An all-new Nissan Qashqai will land in Australia later this year with the choice of turbo-petrol or frugal hybrid powertrains
The third-generation, British-built Nissan Qashqai small SUV that launched globally in February 2021 is finally coming to Australia with four variants and two engines – including a hybrid – during the third quarter of 2022.
With an available hybrid powertrain, the new Qashqai will compete directly with the popular Toyota C-HR hybrid and Honda’s all-new HR-V hybrid, while the turbo-petrol four-cylinder Qashqai will fight against the Volkswagen T-Roc and Hyundai Kona N-Line.
Nissan Australia indicated that it would eventually like to see the Qashqai hybrid achieve a similar 60 percent sales split to some rivals, though this won’t happen during its first sales year.
This is due to Australia’s lax CO2 emission laws that make our market a lower priority for hybrid models, and so the bulk of Qashqais available initially will be petrol-powered.
Nissan will disclose final pricing closer to the Qashqai’s release date in the second half of this year, though expect the safer, more premium small SUV to climb in price with the range likely to span $30-45,000, depending on the grade.
The new-generation Qashqai rides on a 20mm longer wheelbase, with 35mm of additional body length and 32mm more width than before, while also gaining a 25mm-taller roofline to improve headroom.
The ‘e-Power’ series hybrid found in the Qashqai differs somewhat from the versions found in Toyota’s C-HR and Honda’s HR-V. It shares much more with range-extender systems seen in the Chevrolet Volt and BMW i3, with the 1.5-litre three-cylinder petrol engine never directly powering the front wheels.
Instead, the Qashqai’s electric motor takes care of that with maximum outputs of 140kW/330Nm, so it should be quite a nippy small SUV.
Nissan has not confirmed ADR consumption figures yet, though in combined WLTP testing the e-Power Qashqai is rated at 5.3L/100km.
The other engine on offer is a 1.3-litre turbo-petrol four-cylinder that replaces Nissan’s old 106kW/200Nm 2.0-litre direct-injection petrol and produces a respectable 110kW of power and 250Nm of torque.
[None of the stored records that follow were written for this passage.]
//! Offline renderer: drives the scheduler and engine block by block and
//! encodes the result as a WAV byte buffer.

use crate::config::EngineConfig;
use crate::error::StringMorphError;
use crate::phrase::Phrase;
use crate::scheduler::{LoopPhasingScheduler, StaggerPolicy};

use super::engine::StringEngine;

/// Render `seconds` of `phrases` looping through a string engine.
///
/// The scheduler is advanced to the start of each block before the block
/// renders, the same way a live host would poll it.
pub fn render_phrases(
    config: EngineConfig,
    phrases: Vec<Phrase>,
    stagger: StaggerPolicy,
    seconds: f64,
) -> Result<Vec<f32>, StringMorphError> {
    let mut scheduler = LoopPhasingScheduler::with_phrases(phrases)?;
    let mut engine = StringEngine::new(config)?;
    let mut handle = engine.handle();
    let sr = engine.sample_rate();
    let block = engine.block_size();

    let total = (seconds.max(0.0) * sr).round() as usize;
    let mut out = vec![0.0_f32; total];

    scheduler.engage_all(stagger, 0.0);
    for (n, chunk) in out.chunks_mut(block).enumerate() {
        let now = (n * block) as f64 / sr;
        scheduler.advance_to(now, &mut handle);
        engine.render_block(chunk);
    }
    Ok(out)
}

/// [`render_phrases`] straight to 16-bit mono WAV bytes.
pub fn render_phrases_wav(
    config: EngineConfig,
    phrases: Vec<Phrase>,
    stagger: StaggerPolicy,
    seconds: f64,
) -> Result<Vec<u8>, StringMorphError> {
    let sample_rate = config.sample_rate.round() as u32;
    let samples = render_phrases(config, phrases, stagger, seconds)?;
    Ok(encode_wav(&samples, sample_rate))
}

/// Encode mono float samples in [-1, 1] as 16-bit PCM WAV bytes.
pub fn encode_wav(samples: &[f32], sample_rate: u32) -> Vec<u8> {
    let channels: u16 = 1;
    let bits_per_sample: u16 = 16;
    let byte_rate = sample_rate * channels as u32 * (bits_per_sample as u32 / 8);
    let block_align = channels * (bits_per_sample / 8);
    let data_size = (samples.len() * 2) as u32;
    let file_size = 36 + data_size;

    let mut buf = Vec::with_capacity(44 + data_size as usize);

    // RIFF header
    buf.extend_from_slice(b"RIFF");
    buf.extend_from_slice(&file_size.to_le_bytes());
    buf.extend_from_slice(b"WAVE");

    // fmt chunk
    buf.extend_from_slice(b"fmt ");
    buf.extend_from_slice(&16u32.to_le_bytes()); // chunk size
    buf.extend_from_slice(&1u16.to_le_bytes()); // PCM format
    buf.extend_from_slice(&channels.to_le_bytes());
    buf.extend_from_slice(&sample_rate.to_le_bytes());
    buf.extend_from_slice(&byte_rate.to_le_bytes());
    buf.extend_from_slice(&block_align.to_le_bytes());
    buf.extend_from_slice(&bits_per_sample.to_le_bytes());

    // data chunk
    buf.extend_from_slice(b"data");
    buf.extend_from_slice(&data_size.to_le_bytes());
    for &sample in samples {
        let pcm = (sample.clamp(-1.0, 1.0) * 32767.0) as i16;
        buf.extend_from_slice(&pcm.to_le_bytes());
    }

    buf
}

#[cfg(test)]
mod tests {
    use super::*;
    use crate::phrase::airports;
    use std::io::Cursor;

    #[test]
    fn wav_header_valid() {
        let wav = encode_wav(&[0.0, 0.5, -0.5], 44100);
        assert_eq!(&wav[0..4], b"RIFF");
        assert_eq!(&wav[8..12], b"WAVE");
        assert_eq!(&wav[12..16], b"fmt ");
        assert_eq!(&wav[36..40], b"data");
        assert_eq!(wav.len(), 44 + 6);

        let reader = hound::WavReader::new(Cursor::new(wav)).unwrap();
        let spec = reader.spec();
        assert_eq!(spec.channels, 1);
        assert_eq!(spec.sample_rate, 44100);
        assert_eq!(spec.bits_per_sample, 16);
        let samples: Vec<i16> = reader.into_samples::<i16>().map(|s| s.unwrap()).collect();
        assert_eq!(samples, vec![0, 16383, -16383]);
    }

    #[test]
    fn clips_out_of_range_samples() {
        let wav = encode_wav(&[2.0, -2.0], 8000);
        let reader = hound::WavReader::new(Cursor::new(wav)).unwrap();
        let samples: Vec<i16> = reader.into_samples::<i16>().map(|s| s.unwrap()).collect();
        assert_eq!(samples, vec![32767, -32767]);
    }

    #[test]
    fn phrases_render_to_audible_wav() {
        let config = EngineConfig::with_sample_rate(22050.0);
        let phrases = vec![
            Phrase::single(1, 1.3, 0.1).with_pitch("C4"),
            Phrase::single(2, 1.7, 0.4).with_pitch("G4"),
        ];
        let wav = render_phrases_wav(config, phrases, StaggerPolicy::Simultaneous, 3.0).unwrap();

        let reader = hound::WavReader::new(Cursor::new(wav)).unwrap();
        assert_eq!(reader.duration(), 66150);
        let samples: Vec<i16> = reader.into_samples::<i16>().map(|s| s.unwrap()).collect();
        assert!(samples[..2000].iter().all(|&s| s == 0), "nothing fires before 0.1 s");
        assert!(samples.iter().any(|&s| s.abs() > 100), "rendered audio is silent");
    }

    #[test]
    fn airports_render_is_quiet_before_first_offset() {
        // The earliest phrase starts at 3.84 s (plus its stagger).
        let out = render_phrases(
            EngineConfig::with_sample_rate(8000.0),
            airports(),
            StaggerPolicy::default(),
            3.5,
        )
        .unwrap();
        assert!(out.iter().all(|&s| s == 0.0));
    }

    #[test]
    fn invalid_phrases_are_rejected() {
        let bad = vec![Phrase::single(1, -1.0, 0.0)];
        assert!(matches!(
            render_phrases(EngineConfig::default(), bad, StaggerPolicy::Simultaneous, 1.0),
            Err(StringMorphError::Phrase(_))
        ));
    }
}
The new Qashqai will feature a revised CVT transmission and all Australian variants will send power to the front wheels exclusively.
Nissan’s grade structure carries over for the new Qashqai with the ST base model scoring multi-link rear suspension and 17-inch alloy wheels as standard.
Inside the Qashqai ST features cloth-appointed, manually adjustable seats with an 8.0-inch touchscreen featuring wired smartphone mirroring, and a 7.0-inch semi-digitised instrument pack.
Standard safety features include front AEB with pedestrian, cyclist and junction detection, reverse AEB, rear cross-traffic alert, a centre airbag, blind-spot monitoring with intervention, and traffic sign recognition.
The Qashqai ST+ scores extra tech as standard including a huge 12.3-inch touchscreen with wireless Apple CarPlay (though wired Android Auto), satellite navigation and a 12.3-inch digital driver’s display, while outside, larger 18-inch alloy wheels are fitted.
In ST-L guise, the Qashqai scores 19-inch alloy wheels and Nissan’s ‘Propilot’ adaptive cruise control with lane-tracing, as well as a 15-watt wireless phone charger, leather-accented upholstery and dual-zone climate control.
The flagship Ti grade brings classy quilted leather upholstery, front seats with massage function and heating, a panoramic glass roof, kick-to-open power tailgate, a 10.8-inch head-up display, unique 19-inch alloy wheels and Matrix LED headlights.
Nissan has not confirmed Australian pricing for any new Qashqai variants as yet, nor whether the new e-Power hybrid will be available on lower-spec versions.